Restored to its full glory, the Grande Salle Ginsberg-LeClerc will continue to foster social, intellectual, and artistic exchanges, reflecting the dynamic spirit of the era when the room was originally designed – when Montparnasse was the epicenter of artistic innovation and creation in Europe. Learn more about this fascinating history through Thierry Grillet’s article in the program, “Montparnasse in 1912: Territory of a new modernism.” (Read it in French.)
Built between 1911-12, the Grande Salle was designed by French-American architect Charly Knight, as part of a larger expansion project financed by Elizabeth Mills Reid, philanthropist and spouse of Whitelaw Reid, ambassador to France from 1889 to 1892. The recent renovation was led by heritage architect Matthieu Gillet of Perrot & Richard Architects, who recounts the process in his article “Restoring Reid Hall’s Grande Salle in the Spirit of the Belle Époque.” (Read it in French.)
The evening of performances examined the role that the Grande Salle has had, and will continue to have, in the Montparnasse arts scene. Reid had acquired this property in 1892 in order to cater to the needs of the scores of American women who had come to Paris to cultivate their artistic talents. Once the lively site of avant-garde thought, what is the role of the neighborhood, and thus, of Reid Hall, now? Mark Mazower, Ira D. Wallach Professor of History and SNF Director of the Institute for Ideas and Imagination investigated this question in the program with his article, “Where did the Avant-garde go? Montparnasse a century on.” (Read it in French.)
Iconic minds of the avant-garde were present across media, showcasing the sleek capacities of the renovated room, including an overhaul of the electrical systems, lighting, flooring, audio-visual equipment, and HVAC. A recording of Gertrude Stein from the Columbia archives played, preceded by readings from Ernest Hemingway’s A Moveable Feast by current Columbia in Paris undergraduate student Victoria Johnson. The inauguration also included musical performances by Magdalena Stern-Baczewska, pianist, and her student Sasha He, cellist, who played a selection of Erik Satie’s Gymnopédies. Former Institute Fellow Anuk Ardupragasam read passages from his novel Excerpts from A Passage North. Actor Matthieu Marie read passages from Proust’s In Search of Lost Time.
This inauguration celebrated the generous contributions of Judith Ginsberg and Paul LeClerc for the renovation of the Grande Salle, as well as the gifts of Maarit and Thomas Glocer, Laura and Gerald Rosberg, Amelia J. Alverson and the estate of Gloria Gardner Lemay.

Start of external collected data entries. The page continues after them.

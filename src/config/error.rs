// Copyright (C) 2026 Michael Wilson <mike@mdwn.dev>
//
// This program is free software: you can redistribute it and/or modify it under
// the terms of the GNU General Public License as published by the Free Software
// Foundation, version 3.
//
// This program is distributed in the hope that it will be useful, but WITHOUT
// ANY WARRANTY; without even the implied warranty of MERCHANTABILITY or FITNESS
// FOR A PARTICULAR PURPOSE. See the GNU General Public License for more details.
//
// You should have received a copy of the GNU General Public License along with
// this program. If not, see <https://www.gnu.org/licenses/>.
//

/// Typed error for job load/parse failures so callers can distinguish
/// e.g. file-not-found from a malformed duration without string matching.
#[derive(Debug, thiserror::Error)]
pub enum ConfigError {
    #[error("Config load/parse error: {0}")]
    Load(#[from] config::ConfigError),

    #[error("Invalid duration {value:?}: {reason}")]
    InvalidDuration { value: String, reason: String },
}
// Copyright (C) 2026 Michael Wilson <mike@mdwn.dev>
//
// This program is free software: you can redistribute it and/or modify it under
// the terms of the GNU General Public License as published by the Free Software
// Foundation, version 3.
//
// This program is distributed in the hope that it will be useful, but WITHOUT
// ANY WARRANTY; without even the implied warranty of MERCHANTABILITY or FITNESS
// FOR A PARTICULAR PURPOSE. See the GNU General Public License for more details.
//
// You should have received a copy of the GNU General Public License along with
// this program. If not, see <https://www.gnu.org/licenses/>.
//
use rayon::prelude::*;
use tracing::debug;

use crate::beats::{bpm_for_interval, check_finite};
use crate::error::SyncError;
use crate::util;

use super::matcher::NearestBeatMatcher;
use super::report::{BarDriftInfo, DriftReport};

/// The fewest beats a drift analysis can work with.
pub const MIN_ANALYSIS_BEATS: usize = 4;

pub const DEFAULT_SAMPLE_RATE: u32 = 44100;

pub const DEFAULT_BEATS_PER_BAR: usize = 4;

/// Number of beats considered when measuring the local tempo around a bar.
pub const DEFAULT_TEMPO_WINDOW: usize = 8;

/// Compares detected beats against the bar grid implied by the score tempo.
///
/// The first detected beat is taken to be the start of `tab_start_bar`. Bars before that
/// are intro bars with no detected audio and are never analyzed. The analyzer holds no
/// state beyond its inputs, so a shared reference can be used from several threads.
#[derive(Debug, Clone)]
pub struct DriftAnalyzer {
    beat_times: Vec<f64>,
    original_tempo: f64,
    beats_per_bar: usize,
    sample_rate: u32,
    tab_start_bar: usize,
    expected_beat_interval: f64,
    expected_bar_duration: f64,
    first_beat_time: f64,
}

impl DriftAnalyzer {
    /// Creates an analyzer with the default meter and sample rate and no intro bars.
    pub fn for_tempo(beat_times: Vec<f64>, original_tempo: f64) -> Result<DriftAnalyzer, SyncError> {
        DriftAnalyzer::new(
            beat_times,
            original_tempo,
            DEFAULT_BEATS_PER_BAR,
            DEFAULT_SAMPLE_RATE,
            0,
        )
    }

    pub fn new(
        beat_times: Vec<f64>,
        original_tempo: f64,
        beats_per_bar: usize,
        sample_rate: u32,
        tab_start_bar: usize,
    ) -> Result<DriftAnalyzer, SyncError> {
        if beat_times.len() < MIN_ANALYSIS_BEATS {
            return Err(SyncError::InsufficientBeats {
                required: MIN_ANALYSIS_BEATS,
                found: beat_times.len(),
            });
        }
        check_finite(&beat_times)?;
        if !(original_tempo > 0.0 && original_tempo.is_finite()) {
            return Err(SyncError::InvalidTempo(original_tempo));
        }
        if beats_per_bar == 0 {
            return Err(SyncError::InvalidBeatsPerBar);
        }
        if sample_rate == 0 {
            return Err(SyncError::InvalidSampleRate);
        }

        let expected_beat_interval = 60.0 / original_tempo;
        let expected_bar_duration = expected_beat_interval * beats_per_bar as f64;
        let first_beat_time = beat_times[0];

        debug!(
            tempo = original_tempo,
            beats = beat_times.len(),
            first_beat = first_beat_time,
            tab_start_bar,
            "Drift analyzer initialized"
        );

        Ok(DriftAnalyzer {
            beat_times,
            original_tempo,
            beats_per_bar,
            sample_rate,
            tab_start_bar,
            expected_beat_interval,
            expected_bar_duration,
            first_beat_time,
        })
    }

    pub fn beat_times(&self) -> &[f64] {
        &self.beat_times
    }

    pub fn original_tempo(&self) -> f64 {
        self.original_tempo
    }

    pub fn beats_per_bar(&self) -> usize {
        self.beats_per_bar
    }

    pub fn sample_rate(&self) -> u32 {
        self.sample_rate
    }

    pub fn tab_start_bar(&self) -> usize {
        self.tab_start_bar
    }

    pub fn expected_beat_interval(&self) -> f64 {
        self.expected_beat_interval
    }

    pub fn expected_bar_duration(&self) -> f64 {
        self.expected_bar_duration
    }

    pub fn first_beat_time(&self) -> f64 {
        self.first_beat_time
    }

    /// A matcher over this analyzer's beats.
    pub fn matcher(&self) -> NearestBeatMatcher<'_> {
        NearestBeatMatcher::new(
            &self.beat_times,
            self.beats_per_bar,
            self.expected_bar_duration,
        )
    }

    /// The number of bars covered by the detected beats, counting intro bars.
    pub fn default_horizon(&self) -> usize {
        self.tab_start_bar + self.matcher().last_anchored_bar().unwrap_or(0)
    }

    /// Drift at a single bar. None for intro bars and for bars past the detected audio.
    pub fn get_drift_at_bar(&self, bar: usize) -> Option<BarDriftInfo> {
        let bars_from_start = bar.checked_sub(self.tab_start_bar)?;
        let expected_time = bars_from_start as f64 * self.expected_bar_duration;

        let matched = self.matcher().match_bar(bars_from_start)?;
        let actual_time = matched.time - self.first_beat_time;

        Some(BarDriftInfo {
            bar,
            expected_time,
            actual_time,
            local_tempo: self.calculate_local_tempo_at_bar(bar),
            original_tempo: self.original_tempo,
        })
    }

    /// Median tempo of the default window of beats around the bar.
    pub fn calculate_local_tempo_at_bar(&self, bar: usize) -> f64 {
        self.local_tempo_with_window(bar, DEFAULT_TEMPO_WINDOW)
    }

    /// Median tempo over `window` beats centred on the beat the bar would start on if the
    /// recording kept perfect time. Falls back to the score tempo for intro bars, bars past
    /// the detected beats, and windows too small to measure.
    pub fn local_tempo_with_window(&self, bar: usize, window: usize) -> f64 {
        let Some(bars_from_start) = bar.checked_sub(self.tab_start_bar) else {
            return self.original_tempo;
        };

        let beat_index = bars_from_start * self.beats_per_bar;
        if beat_index >= self.beat_times.len() {
            return self.original_tempo;
        }

        let half = window / 2;
        let start = beat_index.saturating_sub(half);
        let end = (beat_index + half + 1).min(self.beat_times.len());
        let intervals = util::intervals(&self.beat_times[start..end]);

        match util::median(&intervals) {
            Some(median) if median > 0.0 => bpm_for_interval(median),
            _ => self.original_tempo,
        }
    }

    /// Analyzes every bar up to `max_bars`, or up to the end of the detected beats.
    pub fn analyze(&self, max_bars: Option<usize>) -> DriftReport {
        let horizon = max_bars.unwrap_or_else(|| self.default_horizon());
        let bar_drifts = (0..horizon)
            .filter_map(|bar| self.get_drift_at_bar(bar))
            .collect();
        DriftReport::from_bar_drifts(bar_drifts)
    }

    /// Same as `analyze`, measuring bars on the rayon pool.
    pub fn analyze_parallel(&self, max_bars: Option<usize>) -> DriftReport {
        let horizon = max_bars.unwrap_or_else(|| self.default_horizon());
        let bar_drifts = (0..horizon)
            .into_par_iter()
            .filter_map(|bar| self.get_drift_at_bar(bar))
            .collect();
        DriftReport::from_bar_drifts(bar_drifts)
    }
}

#[cfg(test)]
mod test {
    use std::error::Error;

    use crate::drift::DriftSeverity;
    use crate::testutil::{accelerating_beats, assert_close, regular_beats, with_false_beat};

    use super::*;

    #[test]
    fn requires_minimum_beats() {
        let result = DriftAnalyzer::for_tempo(vec![0.0, 0.5, 1.0], 120.0);
        assert!(matches!(
            result,
            Err(SyncError::InsufficientBeats {
                required: 4,
                found: 3
            })
        ));
    }

    #[test]
    fn rejects_invalid_parameters() {
        let beats = regular_beats(10, 0.5, 0.0);
        assert!(matches!(
            DriftAnalyzer::for_tempo(beats.clone(), 0.0),
            Err(SyncError::InvalidTempo(_))
        ));
        assert!(matches!(
            DriftAnalyzer::new(beats.clone(), 120.0, 0, 44100, 0),
            Err(SyncError::InvalidBeatsPerBar)
        ));
        assert!(matches!(
            DriftAnalyzer::new(beats, 120.0, 4, 0, 0),
            Err(SyncError::InvalidSampleRate)
        ));
    }

    #[test]
    fn rejects_non_finite_beats() {
        let mut beats = regular_beats(10, 0.5, 0.0);
        beats.push(f64::INFINITY);
        assert!(matches!(
            DriftAnalyzer::for_tempo(beats, 120.0),
            Err(SyncError::NonFiniteBeat { index: 10 })
        ));

        let mut beats = regular_beats(10, 0.5, 0.0);
        beats[3] = f64::NAN;
        assert!(matches!(
            DriftAnalyzer::for_tempo(beats, 120.0),
            Err(SyncError::NonFiniteBeat { index: 3 })
        ));
    }

    #[test]
    fn derived_values() -> Result<(), Box<dyn Error>> {
        let analyzer = DriftAnalyzer::for_tempo(regular_beats(10, 0.5, 1.25), 120.0)?;

        assert_eq!(120.0, analyzer.original_tempo());
        assert_eq!(4, analyzer.beats_per_bar());
        assert_eq!(10, analyzer.beat_times().len());
        assert_eq!(0.5, analyzer.expected_beat_interval());
        assert_eq!(2.0, analyzer.expected_bar_duration());
        assert_eq!(1.25, analyzer.first_beat_time());
        Ok(())
    }

    #[test]
    fn stable_tempo() -> Result<(), Box<dyn Error>> {
        let analyzer = DriftAnalyzer::for_tempo(regular_beats(100, 0.5, 0.0), 120.0)?;
        let report = analyzer.analyze(None);

        assert_eq!(25, report.total_bars_analyzed);
        assert!(report.tempo_stability_score > 0.9);
        assert!(report.avg_drift_percent < 1.0);
        assert!(report.bars_with_significant_drift.is_empty());
        assert_eq!(8, report.recommended_sync_interval);
        Ok(())
    }

    #[test]
    fn drifting_tempo() -> Result<(), Box<dyn Error>> {
        let analyzer = DriftAnalyzer::for_tempo(accelerating_beats(100, 120.0, 130.0), 120.0)?;
        let report = analyzer.analyze(None);

        assert!(report.tempo_stability_score < 0.9);
        assert!(!report.bars_with_significant_drift.is_empty());
        assert!(report.max_drift_percent > 0.0);
        Ok(())
    }

    #[test]
    fn parallel_matches_sequential() -> Result<(), Box<dyn Error>> {
        let analyzer = DriftAnalyzer::for_tempo(accelerating_beats(200, 110.0, 135.0), 120.0)?;

        assert_eq!(analyzer.analyze(None), analyzer.analyze_parallel(None));
        assert_eq!(
            analyzer.analyze(Some(30)),
            analyzer.analyze_parallel(Some(30))
        );
        Ok(())
    }

    #[test]
    fn local_tempo() -> Result<(), Box<dyn Error>> {
        let analyzer = DriftAnalyzer::for_tempo(regular_beats(20, 0.5, 0.0), 120.0)?;
        assert_close(120.0, analyzer.calculate_local_tempo_at_bar(0), 1e-9);

        // Only two bars of beats; bar 10 falls back to the score tempo.
        let analyzer = DriftAnalyzer::for_tempo(regular_beats(8, 0.5, 0.0), 120.0)?;
        assert_eq!(120.0, analyzer.calculate_local_tempo_at_bar(10));
        Ok(())
    }

    #[test]
    fn local_tempo_ignores_single_outlier() -> Result<(), Box<dyn Error>> {
        let mut beats = regular_beats(40, 0.5, 0.0);
        beats[17] = 8.7;
        let analyzer = DriftAnalyzer::for_tempo(beats, 120.0)?;

        assert_close(120.0, analyzer.calculate_local_tempo_at_bar(4), 1e-9);
        Ok(())
    }

    #[test]
    fn intro_bars_have_no_drift() -> Result<(), Box<dyn Error>> {
        let analyzer = DriftAnalyzer::new(regular_beats(40, 0.5, 4.0), 120.0, 4, 44100, 2)?;

        assert!(analyzer.get_drift_at_bar(0).is_none());
        assert!(analyzer.get_drift_at_bar(1).is_none());
        assert_eq!(120.0, analyzer.calculate_local_tempo_at_bar(1));

        let drift = analyzer.get_drift_at_bar(2).expect("expected drift at bar 2");
        assert_eq!(0.0, drift.expected_time);
        assert_eq!(0.0, drift.actual_time);

        let drift = analyzer.get_drift_at_bar(5).expect("expected drift at bar 5");
        assert_eq!(6.0, drift.expected_time);
        assert_eq!(6.0, drift.actual_time);

        // 40 beats cover bars 2 through 11.
        assert_eq!(12, analyzer.default_horizon());
        let report = analyzer.analyze(None);
        assert_eq!(10, report.total_bars_analyzed);
        assert_eq!(Some(2), report.bar_drifts.first().map(|d| d.bar));
        Ok(())
    }

    #[test]
    fn false_beat_does_not_shift_later_bars() -> Result<(), Box<dyn Error>> {
        let beats = with_false_beat(&regular_beats(40, 0.5, 0.0), 5);
        let analyzer = DriftAnalyzer::for_tempo(beats, 120.0)?;

        for bar in 2..9 {
            let drift = analyzer
                .get_drift_at_bar(bar)
                .expect("expected drift for bar");
            assert_eq!(drift.expected_time, drift.actual_time);
        }
        Ok(())
    }

    #[test]
    fn constant_fast_tempo_is_severe() -> Result<(), Box<dyn Error>> {
        let analyzer = DriftAnalyzer::for_tempo(regular_beats(60, 60.0 / 135.0, 0.0), 120.0)?;
        let report = analyzer.analyze(Some(10));

        assert!(report
            .bar_drifts
            .iter()
            .all(|drift| drift.severity() == DriftSeverity::Severe));
        assert_eq!(0.0, report.tempo_stability_score);
        assert_eq!(1, report.recommended_sync_interval);
        Ok(())
    }
}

We were honored by the presence of Denise Campbell Bauer, U.S. Ambassador to France, and Gerald Rosberg, senior executive vice president of Columbia University. Wafaa El-Sadr, executive vice president of Columbia Global, shared remarks from President Lee C. Bollinger. The latter was unable to join us that day, but we salute his steadfast and substantial support throughout his two decades at the helm of Columbia University. His leadership has helped us transform Reid Hall into a vibrant and magnetic center for teaching, research, and public engagement. We also welcomed the directors of Columbia’s other Global Centers and the many friends of Reid Hall who came from different parts of the world to mark this important occasion.